**TASK DIRECTIONS**
Exactly the lines from the opening of the records through the line containing "use parley_core::error::ToolError;" should be copied, with both included.

======== DATASET ENTRIES

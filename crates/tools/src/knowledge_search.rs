//! Knowledge search tool — retrieval over the session's uploaded documents.
//!
//! This is the one tool of kind [`ToolKind::Retrieval`]: the reasoning loop
//! treats a call to it as a retrieval request, gated by the session's
//! `rag_enabled` flag rather than `tools_enabled`.

use async_trait::async_trait;
use parley_core::error::ToolError;
use parley_core::tool::{Tool, ToolContext, ToolKind, ToolResult};
use parley_knowledge::{RetrievedChunk, Retriever};
use std::sync::Arc;

pub const KNOWLEDGE_SEARCH: &str = "knowledge_search";

/// Snippets longer than this are cut in the tool output.
const SNIPPET_CHARS: usize = 300;

pub struct KnowledgeSearchTool {
    retriever: Arc<Retriever>,
    default_k: usize,
}

impl KnowledgeSearchTool {
    pub fn new(retriever: Arc<Retriever>, default_k: usize) -> Self {
        Self {
            retriever,
            default_k: default_k.max(1),
        }
    }
}

#[async_trait]
impl Tool for KnowledgeSearchTool {
    fn name(&self) -> &str {
        KNOWLEDGE_SEARCH
    }

    fn description(&self) -> &str {
        "Search the documents the user uploaded to this conversation. Use it for questions \
         about their files or domain knowledge they provided."
    }

    fn kind(&self) -> ToolKind {
        ToolKind::Retrieval
    }

    fn parameters_schema(&self) -> serde_json::Value {
        serde_json::json!({
            "type": "object",
            "properties": {
                "query": {
                    "type": "string",
                    "minLength": 1,
                    "description": "What to look for in the knowledge base"
                },
                "k": {
                    "type": "integer",
                    "minimum": 1,
                    "maximum": 10,
                    "description": "Maximum number of passages to return"
                }
            },
            "required": ["query"],
            "additionalProperties": false
        })
    }

    async fn execute(
        &self,
        arguments: serde_json::Value,
        ctx: &ToolContext,
    ) -> Result<ToolResult, ToolError> {
        let query = arguments["query"].as_str().unwrap_or_default();
        let k = arguments["k"].as_u64().map_or(self.default_k, |k| k as usize);

        let hits = self
            .retriever
            .retrieve(query, &ctx.session_id, k)
            .await
            .map_err(|e| ToolError::ExecutionFailed {
                tool_name: KNOWLEDGE_SEARCH.into(),
                reason: e.to_string(),
            })?;

        let data: Vec<serde_json::Value> = hits
            .iter()
            .map(|h| {
                serde_json::json!({
                    "chunk_id": h.chunk.id,
                    "source": h.chunk.source,
                    "score": h.score,
                })
            })
            .collect();
        Ok(ToolResult::ok(format_hits(&hits)).with_data(serde_json::Value::Array(data)))
    }
}

/// Render hits as numbered passages with their source.
pub fn format_hits(hits: &[RetrievedChunk]) -> String {
    if hits.is_empty() {
        return "No relevant passages found in the knowledge base.".into();
    }
    hits.iter()
        .enumerate()
        .map(|(i, hit)| {
            let mut snippet: String = hit.chunk.text.chars().take(SNIPPET_CHARS).collect();
            if hit.chunk.text.chars().count() > SNIPPET_CHARS {
                snippet.push_str("...");
            }
            format!("[{}] {snippet}\nSource: {}", i + 1, hit.chunk.source)
        })
        .collect::<Vec<_>>()
        .join("\n\n")
}
//! Durable stores for Parley: session logs and per-namespace vector indexes.
//!
//! Two families live here:
//! - [`SessionStore`](parley_core::SessionStore) implementations: in-memory,
//!   JSON files, and SQLite (feature `sqlite`).
//! - [`VectorStore`](parley_core::VectorStore) implementations: in-memory and
//!   JSON files.

pub mod atomic;
pub mod file_backend;
pub mod file_vectors;
pub mod in_memory;
pub mod index;
pub mod record;
pub mod vector;

#[cfg(test)]
mod store_tests;

#[cfg(feature = "sqlite")]
pub mod sqlite;

pub use file_backend::FileSessionStore;
pub use file_vectors::FileVectorStore;
pub use in_memory::{InMemorySessionStore, InMemoryVectorStore};
pub use record::SessionRecord;
pub use vector::{cosine_similarity, rank_chunks};

#[cfg(feature = "sqlite")]
pub use sqlite::SqliteSessionStore;
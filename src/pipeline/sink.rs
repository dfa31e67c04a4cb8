//! Row sinks: where exported rows end up.
//!
//! [`CsvSink`] writes delimiter-separated rows to a file named after the
//! run's start time.

use crate::error::{ExporterError, Result};
use chrono::{DateTime, Local};
use std::fs::File;
use std::path::{Path, PathBuf};

/// File name format of an output file, from the run-start local time
pub const OUTPUT_FILE_FORMAT: &str = "%Y-%m-%d_%H-%M-%S";

/// Append-only, row-oriented output
///
/// A sink is owned by exactly one thread. [`finish`](RowSink::finish)
/// consumes the sink, so it can only be closed once.
pub trait RowSink: Send {
    /// Append one row
    fn write_row(&mut self, cells: &[String]) -> Result<()>;

    /// Flush and close the sink
    fn finish(self: Box<Self>) -> Result<()>;
}

/// Path of the output file for a run started at `started`
pub fn output_path(dir: impl AsRef<Path>, started: DateTime<Local>) -> PathBuf {
    dir.as_ref()
        .join(format!("{}.csv", started.format(OUTPUT_FILE_FORMAT)))
}

/// CSV file sink
pub struct CsvSink {
    writer: csv::Writer<File>,
    path: PathBuf,
    rows_written: u64,
}

impl CsvSink {
    /// Create (or truncate) the file at `path`
    pub fn create(path: impl Into<PathBuf>, delimiter: u8) -> Result<Self> {
        let path = path.into();
        let writer = csv::WriterBuilder::new()
            .delimiter(delimiter)
            .from_path(&path)
            .map_err(|e| {
                ExporterError::Sink(format!("Failed to create {}: {}", path.display(), e))
            })?;

        tracing::info!("CsvSink opened file: {:?}", path);
        Ok(Self {
            writer,
            path,
            rows_written: 0,
        })
    }

    /// Path of the file being written
    pub fn path(&self) -> &Path {
        &self.path
    }
}

impl RowSink for CsvSink {
    fn write_row(&mut self, cells: &[String]) -> Result<()> {
        self.writer.write_record(cells)?;
        self.rows_written += 1;
        Ok(())
    }

    fn finish(mut self: Box<Self>) -> Result<()> {
        self.writer.flush()?;
        tracing::info!(
            "CsvSink closed {:?} after {} rows",
            self.path,
            self.rows_written
        );
        Ok(())
    }
}
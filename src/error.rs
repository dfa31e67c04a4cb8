//! Error handling for the properties exporter
//!
//! This module defines custom error types and a Result alias for use
//! throughout the crate.

use crate::types::NodeHandle;
use thiserror::Error;

/// Main error type for properties exporter operations
#[derive(Error, Debug)]
pub enum ExporterError {
    /// Errors related to configuration loading/parsing
    #[error("Configuration error: {0}")]
    Config(String),

    /// IO errors
    #[error("IO error: {0}")]
    Io(#[from] std::io::Error),

    /// CSV serialization errors
    #[error("CSV error: {0}")]
    Csv(#[from] csv::Error),

    /// JSON parse errors
    #[error("JSON error: {0}")]
    Json(#[from] serde_json::Error),

    /// TOML parse errors
    #[error("TOML error: {0}")]
    Toml(#[from] toml::de::Error),

    /// A property could not be read from a node
    #[error("Failed to read property '{key}' from {node}: {message}")]
    Property {
        node: NodeHandle,
        key: String,
        message: String,
    },

    /// A property task could not be opened on a node
    #[error("Property task unavailable on {0}")]
    TaskUnavailable(NodeHandle),

    /// The node is not (or no longer) present in the device network
    #[error("{0} is not available in the device network")]
    NodeUnavailable(NodeHandle),

    /// No matching node was found before the discovery deadline
    #[error("No target device found within {timeout_ms} ms")]
    DiscoveryTimeout { timeout_ms: u64 },

    /// The target node cannot supply a property that must be dumped
    #[error("{node} cannot supply property '{property}'")]
    CapabilityMismatch { node: NodeHandle, property: String },

    /// Errors related to the output sink
    #[error("Sink error: {0}")]
    Sink(String),

    /// Errors related to channel communication
    #[error("Channel error: {0}")]
    Channel(String),

    /// The hand-off queue closed before the expected number of rows arrived
    #[error("Exporter received {received} of {expected} rows")]
    Starved { expected: u64, received: u64 },

    /// Generic errors with context
    #[error("{context}: {source}")]
    WithContext {
        context: String,
        #[source]
        source: Box<ExporterError>,
    },
}

impl ExporterError {
    /// Add context to an error
    pub fn with_context(self, context: impl Into<String>) -> Self {
        ExporterError::WithContext {
            context: context.into(),
            source: Box::new(self),
        }
    }

    /// Create a property read error
    pub fn property(node: NodeHandle, key: impl Into<String>, message: impl Into<String>) -> Self {
        ExporterError::Property {
            node,
            key: key.into(),
            message: message.into(),
        }
    }

    /// Strip any context wrappers and return the underlying error
    pub fn root(&self) -> &ExporterError {
        match self {
            ExporterError::WithContext { source, .. } => source.root(),
            other => other,
        }
    }
}

/// Result type alias for properties exporter operations
pub type Result<T> = std::result::Result<T, ExporterError>;

/// Extension trait for adding context to Results
pub trait ResultExt<T> {
    /// Add context to an error result
    fn context(self, context: impl Into<String>) -> Result<T>;

    /// Add context lazily to an error result
    fn with_context<F>(self, f: F) -> Result<T>
    where
        F: FnOnce() -> String;
}

impl<T> ResultExt<T> for Result<T> {
    fn context(self, context: impl Into<String>) -> Result<T> {
        self.map_err(|e| e.with_context(context))
    }

    fn with_context<F>(self, f: F) -> Result<T>
    where
        F: FnOnce() -> String,
    {
        self.map_err(|e| e.with_context(f()))
    }
}

impl<T> ResultExt<T> for std::result::Result<T, std::io::Error> {
    fn context(self, context: impl Into<String>) -> Result<T> {
        self.map_err(|e| ExporterError::Io(e).with_context(context))
    }

    fn with_context<F>(self, f: F) -> Result<T>
    where
        F: FnOnce() -> String,
    {
        self.map_err(|e| ExporterError::Io(e).with_context(f()))
    }
}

================

**ANSWER BELOW**
filename crates/tools/src/knowledge_search.rs
//! Knowledge search tool — retrieval over the session's uploaded documents.
//!
//! This is the one tool of kind [`ToolKind::Retrieval`]: the reasoning loop
//! treats a call to it as a retrieval request, gated by the session's
//! `rag_enabled` flag rather than `tools_enabled`.

use async_trait::async_trait;
use parley_core::error::ToolError;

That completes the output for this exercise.